The World Health Organization’s chief scientist, Soumya Swaminathan, said on Friday the AMA was crucial.
“It is very important. The African Medicines Agency can play the kind of role that the European Medicines Agency has played in Europe – setting the standards, helping countries develop their regulatory agencies,” she said in Cape Town.
The race to establish the AMA comes after the COVID-19 pandemic exposed the region’s dependence on imported vaccines and other pharmaceuticals. Just over 5% of medicines, and 1% of vaccines, consumed by the population of 1.2 billion people are produced locally.
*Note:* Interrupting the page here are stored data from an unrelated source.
//! Resume filters
//!
//! When an ORDER BY query resumes, each reopened partition is asked only for rows at
//! or past a sort-key position. [`RangeFilter`] describes that position; it renders to
//! query text for a remote backend and can be evaluated directly by an in-memory one.

use crate::types::{compare_sort_keys, OrderByColumn, SortOrder};
use crate::value::Value;
use std::cmp::Ordering;
use std::fmt;

/// Rows whose sort key is past (or at, when inclusive) `key`, in sort direction
#[derive(Debug, Clone, PartialEq)]
pub struct RangeFilter {
    columns: Vec<OrderByColumn>,
    key: Vec<Value>,
    inclusive: bool,
}

impl RangeFilter {
    /// Filter for rows strictly past `key`
    pub fn after(columns: &[OrderByColumn], key: &[Value]) -> Self {
        Self::new(columns, key, false)
    }

    /// Filter for rows at or past `key`
    pub fn at_or_after(columns: &[OrderByColumn], key: &[Value]) -> Self {
        Self::new(columns, key, true)
    }

    fn new(columns: &[OrderByColumn], key: &[Value], inclusive: bool) -> Self {
        debug_assert_eq!(columns.len(), key.len());
        Self {
            columns: columns.to_vec(),
            key: key.to_vec(),
            inclusive,
        }
    }

    pub fn is_inclusive(&self) -> bool {
        self.inclusive
    }

    pub fn key(&self) -> &[Value] {
        &self.key
    }

    /// Evaluate the filter against a row's sort key
    pub fn matches(&self, sort_key: &[Value]) -> bool {
        match compare_sort_keys(&self.columns, sort_key, &self.key) {
            Ordering::Greater => true,
            Ordering::Equal => self.inclusive,
            Ordering::Less => false,
        }
    }

    fn operator(order: SortOrder, inclusive: bool) -> &'static str {
        match (order, inclusive) {
            (SortOrder::Ascending, false) => ">",
            (SortOrder::Ascending, true) => ">=",
            (SortOrder::Descending, false) => "<",
            (SortOrder::Descending, true) => "<=",
        }
    }
}

impl fmt::Display for RangeFilter {
    /// Disjunction over prefix lengths: the prefix ties and its last column is past the
    /// key. Only the full-length prefix may be inclusive.
    fn fmt(&self, f: &mut fmt::Formatter<'_>) -> fmt::Result {
        let last = self.columns.len().saturating_sub(1);
        if last == 0 {
            if let (Some(column), Some(value)) = (self.columns.first(), self.key.first()) {
                let op = Self::operator(column.order, self.inclusive);
                return write!(f, "{} {} {}", column.expression, op, value);
            }
            return write!(f, "true");
        }

        for prefix in 0..=last {
            if prefix > 0 {
                write!(f, " OR ")?;
            }
            write!(f, "(")?;
            for (column, value) in self.columns.iter().zip(&self.key).take(prefix) {
                write!(f, "{} = {} AND ", column.expression, value)?;
            }
            let column = &self.columns[prefix];
            let op = Self::operator(column.order, self.inclusive && prefix == last);
            write!(f, "{} {} {})", column.expression, op, self.key[prefix])?;
        }
        Ok(())
    }
}

#[cfg(test)]
mod tests {
    use super::*;

    #[test]
    fn test_single_column_rendering() {
        let columns = vec![OrderByColumn::asc("c.age")];
        let key = vec![Value::from(30i64)];
        assert_eq!(RangeFilter::after(&columns, &key).to_string(), "c.age > 30");
        assert_eq!(RangeFilter::at_or_after(&columns, &key).to_string(), "c.age >= 30");

        let columns = vec![OrderByColumn::desc("c.name")];
        let key = vec![Value::from("bob")];
        assert_eq!(
            RangeFilter::at_or_after(&columns, &key).to_string(),
            "c.name <= \"bob\""
        );
    }

    #[test]
    fn test_multi_column_rendering() {
        let columns = vec![OrderByColumn::asc("c.a"), OrderByColumn::desc("c.b")];
        let key = vec![Value::from(1i64), Value::from("x")];
        assert_eq!(
            RangeFilter::at_or_after(&columns, &key).to_string(),
            "(c.a > 1) OR (c.a = 1 AND c.b <= \"x\")"
        );
        assert_eq!(
            RangeFilter::after(&columns, &key).to_string(),
            "(c.a > 1) OR (c.a = 1 AND c.b < \"x\")"
        );
    }

    #[test]
    fn test_matches_follows_sort_direction() {
        let columns = vec![OrderByColumn::asc("c.a"), OrderByColumn::desc("c.b")];
        let key = vec![Value::from(1i64), Value::from("m")];
        let strict = RangeFilter::after(&columns, &key);
        let inclusive = RangeFilter::at_or_after(&columns, &key);

        assert!(strict.matches(&[Value::from(2i64), Value::from("z")]));
        assert!(strict.matches(&[Value::from(1i64), Value::from("a")]));
        assert!(!strict.matches(&[Value::from(1i64), Value::from("z")]));
        assert!(!strict.matches(&key));
        assert!(inclusive.matches(&key));
        assert!(!inclusive.matches(&[Value::from(0i64), Value::from("a")]));
    }
}
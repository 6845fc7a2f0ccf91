//! Execution configuration for cross-partition queries

use query_distinct::DistinctFlavor;

/// Configuration for cross-partition execution
#[derive(Debug, Clone)]
pub struct CrossPartitionConfig {
    /// Maximum concurrent backend fetches while filling producers
    pub max_concurrency: usize,
    /// Page size hint sent with every backend fetch
    pub page_size: usize,
    /// Default number of documents per drained page
    pub max_item_count: usize,
    /// Whether tokens are surfaced for SDK callers or a compute gateway
    pub distinct_flavor: DistinctFlavor,
}

impl Default for CrossPartitionConfig {
    fn default() -> Self {
        Self {
            max_concurrency: 8,
            page_size: 100,
            max_item_count: 100,
            distinct_flavor: DistinctFlavor::Client,
        }
    }
}

impl CrossPartitionConfig {
    pub fn new() -> Self {
        Self::default()
    }

    /// Set the maximum fetch concurrency (at least 1)
    pub fn with_max_concurrency(mut self, max_concurrency: usize) -> Self {
        self.max_concurrency = max_concurrency.max(1);
        self
    }

    /// Set the backend page size hint (at least 1)
    pub fn with_page_size(mut self, page_size: usize) -> Self {
        self.page_size = page_size.max(1);
        self
    }

    /// Set the default drain size (at least 1)
    pub fn with_max_item_count(mut self, max_item_count: usize) -> Self {
        self.max_item_count = max_item_count.max(1);
        self
    }

    pub fn with_distinct_flavor(mut self, flavor: DistinctFlavor) -> Self {
        self.distinct_flavor = flavor;
        self
    }
}

#[cfg(test)]
mod tests {
    use super::*;

    #[test]
    fn test_builders_clamp_zero() {
        let config = CrossPartitionConfig::new()
            .with_max_concurrency(0)
            .with_page_size(0)
            .with_max_item_count(25);
        assert_eq!(config.max_concurrency, 1);
        assert_eq!(config.page_size, 1);
        assert_eq!(config.max_item_count, 25);
        assert_eq!(config.distinct_flavor, DistinctFlavor::Client);
    }
}
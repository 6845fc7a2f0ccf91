//! Core types for the cross-partition query engine
//!
//! # Features
//!
//! - **Value model**: closed union over null/bool/number/string/array/object/binary/guid
//!   with a total sort order and JSON conversion
//! - **Errors**: one error enum, with distinct kinds for malformed continuation tokens,
//!   cancellation and partition fetch failures
//! - **Collaborator contracts**: page fetch and partition topology resolution
//! - **Pipeline contract**: the async [`QueryPipelineStage`] trait and [`QueryPage`]
//!
//! # Modules
//!
//! - [`value`]: structured values and ordering
//! - [`types`]: sort columns, plans, partition ranges and row ids
//! - [`filter`]: resume range filters
//! - [`container`]: backend collaborator traits
//! - [`page`]: result pages
//! - [`stage`]: pipeline stage trait and cancellation

pub mod container;
pub mod error;
pub mod filter;
pub mod page;
pub mod stage;
pub mod types;
pub mod value;

// Re-exports
pub use container::{DocumentContainer, FetchRequest, FetchResponse, RoutingMapProvider};
pub use error::{QueryError, Result};
pub use filter::RangeFilter;
pub use page::QueryPage;
pub use stage::{CancellationToken, QueryPipelineStage};
pub use types::*;
pub use value::{Number, Value, ValueKind};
Africa initially struggled to get COVID-19 vaccine doses as rich countries snapped up limited supplies. Deliveries to the continent later picked up, but just 10% of Africans are fully vaccinated.
Efforts are now underway to increase production but a regulator is necessary to approve drugs.
Preparing for future pandemics is only one reason a continental regulator is crucial for Africa, experts say.
Disparate regulations across 54 countries, and scant transparency, have led some pharmaceutical companies to drop efforts to register their products, leading to limited availability of important medicines in many African nations.
A lack of stringent oversight has enabled counterfeit drugs to flood African markets, in some cases causing needless deaths and fuelling scepticism of medicine.
The EU’s push to support the new regulator is part of a broad strategy to check China and Russia for influence in Africa, bloc officials in Brussels told Reuters. Brussels has donated hundreds of millions of COVID-19 doses to Africa in the past year.
Vaccines access will be a key issue at a summit of EU and African Union leaders next week in Brussels.
So far less than half of the African Union (AU) member states have ratified the treaty setting up the AMA.
A senior AU official, Margaret Agama-Anyetei, is currently leading efforts to set up the AMA. Getting more AU member states to sign and ratify the treaty, choosing which nation will host the headquarters, and the selection of the director general are the most urgent priorities, she said.
“Across the continent there is a plethora of fake certificates, fake drugs, fake masks and fake medicine, and it’s really important that we have a continental agency which is complimentary to all other national health institutions and invested in promoting the regulation of medical products across the continent,” she told Reuters in a phone interview from the Ethiopian capital.